Define a binary number as:
int binNum[8];
Use binNum[0] to store the most significant (i.e., leftmost) bit, and binNum[7] the least significant bit. Ask the user to input a binary number with each bit separated by at least one space.
Write the void function
to compute bAnd as the AND of the two binary numbers bin1 and bin2. Test your void function with interactive input.
I don't understand how to combine two binary numbers, saved as an integer, in an and statement. Do I need to convert back to an array and deal with that? Otherwise, I am totally lost.
Sounds like you are supposed to use an array to 'mimic' a binary number. The binary AND is used to test a bit, think of it as multiplication. 1*1 = 1, 1*0 = 0, 0*1=0. If you need to do bitwise OR then you do addition. 1 + 0 = 1, 1+ 1 = 1 (I Know its 2 but not in our world) 0 + 1 = 1.
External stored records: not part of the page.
//! Conversions between [`Value`] and `serde_json::Value`.
//!
//! JSON objects become records, arrays become sequences and `null` becomes
//! `Undefined`. The reverse direction produces a deep snapshot; containers
//! already on the current path (cycles) snapshot as `null`.

use std::collections::HashSet;

use serde_json::{Map as JsonMap, Number, Value as Json};

use super::{Container, ContainerData, ContainerId, EntryKey, Value};

impl From<Json> for Value {
    fn from(json: Json) -> Self {
        match json {
            Json::Null => Value::Undefined,
            Json::Bool(b) => Value::Bool(b),
            Json::Number(n) => match n.as_i64() {
                Some(i) => Value::Int(i),
                None => Value::Float(n.as_f64().unwrap_or(f64::NAN)),
            },
            Json::String(s) => Value::Str(s.into()),
            Json::Array(items) => Value::sequence(items.into_iter().map(Value::from)),
            Json::Object(fields) => {
                Value::record(fields.into_iter().map(|(k, v)| (k, Value::from(v))))
            }
        }
    }
}

impl Value {
    /// Deep snapshot of this value as JSON.
    pub fn to_json(&self) -> Json {
        snapshot(self, &mut HashSet::new())
    }
}

impl Container {
    /// Deep snapshot of this container as JSON.
    pub fn to_json(&self) -> Json {
        snapshot_container(self, &mut HashSet::new())
    }
}

fn snapshot(value: &Value, visiting: &mut HashSet<ContainerId>) -> Json {
    match value {
        Value::Undefined => Json::Null,
        Value::Bool(b) => Json::Bool(*b),
        Value::Int(i) => Json::Number((*i).into()),
        Value::Float(f) => Number::from_f64(*f).map(Json::Number).unwrap_or(Json::Null),
        Value::Str(s) => Json::String(s.to_string()),
        Value::Container(c) => snapshot_container(c, visiting),
    }
}

fn snapshot_container(container: &Container, visiting: &mut HashSet<ContainerId>) -> Json {
    if !visiting.insert(container.id()) {
        return Json::Null;
    }
    let json = match &*container.data() {
        ContainerData::Record(record) => Json::Object(
            record
                .0
                .iter()
                .map(|(k, v)| (k.to_string(), snapshot(v, visiting)))
                .collect(),
        ),
        ContainerData::Sequence(seq) => {
            Json::Array(seq.0.iter().map(|v| snapshot(v, visiting)).collect())
        }
        ContainerData::Map(map) => {
            let mut object = JsonMap::with_capacity(map.0.len());
            for (k, v) in &map.0 {
                object.insert(entry_key_string(k), snapshot(v, visiting));
            }
            Json::Object(object)
        }
        ContainerData::Set(set) => Json::Array(set.0.iter().map(entry_key_json).collect()),
    };
    visiting.remove(&container.id());
    json
}

fn entry_key_string(key: &EntryKey) -> String {
    match key {
        EntryKey::Bool(b) => b.to_string(),
        EntryKey::Int(i) => i.to_string(),
        EntryKey::Str(s) => s.to_string(),
    }
}

fn entry_key_json(key: &EntryKey) -> Json {
    match key {
        EntryKey::Bool(b) => Json::Bool(*b),
        EntryKey::Int(i) => Json::Number((*i).into()),
        EntryKey::Str(s) => Json::String(s.to_string()),
    }
}

#[cfg(test)]
mod tests {
    use super::*;
    use crate::value::Key;
    use serde_json::json;

    #[test]
    fn json_objects_become_records() {
        let value = Value::from(json!({ "a": 1, "b": [true, null, 2.5], "c": "x" }));
        let container = value.as_container().unwrap();
        assert_eq!(container.read(&Key::field("a")).unwrap(), Some(Value::Int(1)));
        assert_eq!(container.to_json(), json!({ "a": 1, "b": [true, null, 2.5], "c": "x" }));
    }

    #[test]
    fn maps_and_sets_snapshot_with_string_keys() {
        let map = Value::map([(1, "one"), (2, "two")]);
        assert_eq!(map.to_json(), json!({ "1": "one", "2": "two" }));
        let set = Value::set(["a", "b"]);
        assert_eq!(set.to_json(), json!(["a", "b"]));
    }

    #[test]
    fn cycles_snapshot_as_null() {
        let outer = Container::record::<&str, i64>([]);
        outer
            .data_mut()
            .as_interceptable_mut()
            .write(&Key::field("me"), Value::Container(outer.clone()))
            .unwrap();
        assert_eq!(outer.to_json(), json!({ "me": null }));
        // break the cycle so the test does not leak
        outer.data_mut().as_interceptable_mut().delete(&Key::field("me")).unwrap();
    }
}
I understand how to do an AND statement, what I don't understand is how to do it with an integer. Do I need to convert the integer into an array again before performing the AND statement? It just sounds stupid. Especially if they entered it with spaced integers specifically to be stored in an array.
Alright well I already gave you the implementation of how a binary AND works. You have been asked to replicate this using integers. Based on what you've said the user is to input 1 0 0 0 1 0 1 0. Each of those are an integer in your array but your AND needs to treat each integer as if it were binary. Well use what I've already stated and your good to go.
Pretty much what clanmjc has said. You are going to need 3 int arrays with 8 members: int bin1[8], bin2[8], bin3[8];
To commit the AND statement just run the operation for each member in a loop.
1 2 3 4
for (int i = 0; i < 8; ++i)
{
bin3[i] = bin1[i] /* Operations here? */ bin[2];
}
That should be inside your binAnd function.
You do not need to convert anything around. You and each bit with its corresponding bit. Luckily with AND and OR you do not need to worry about a carry bit.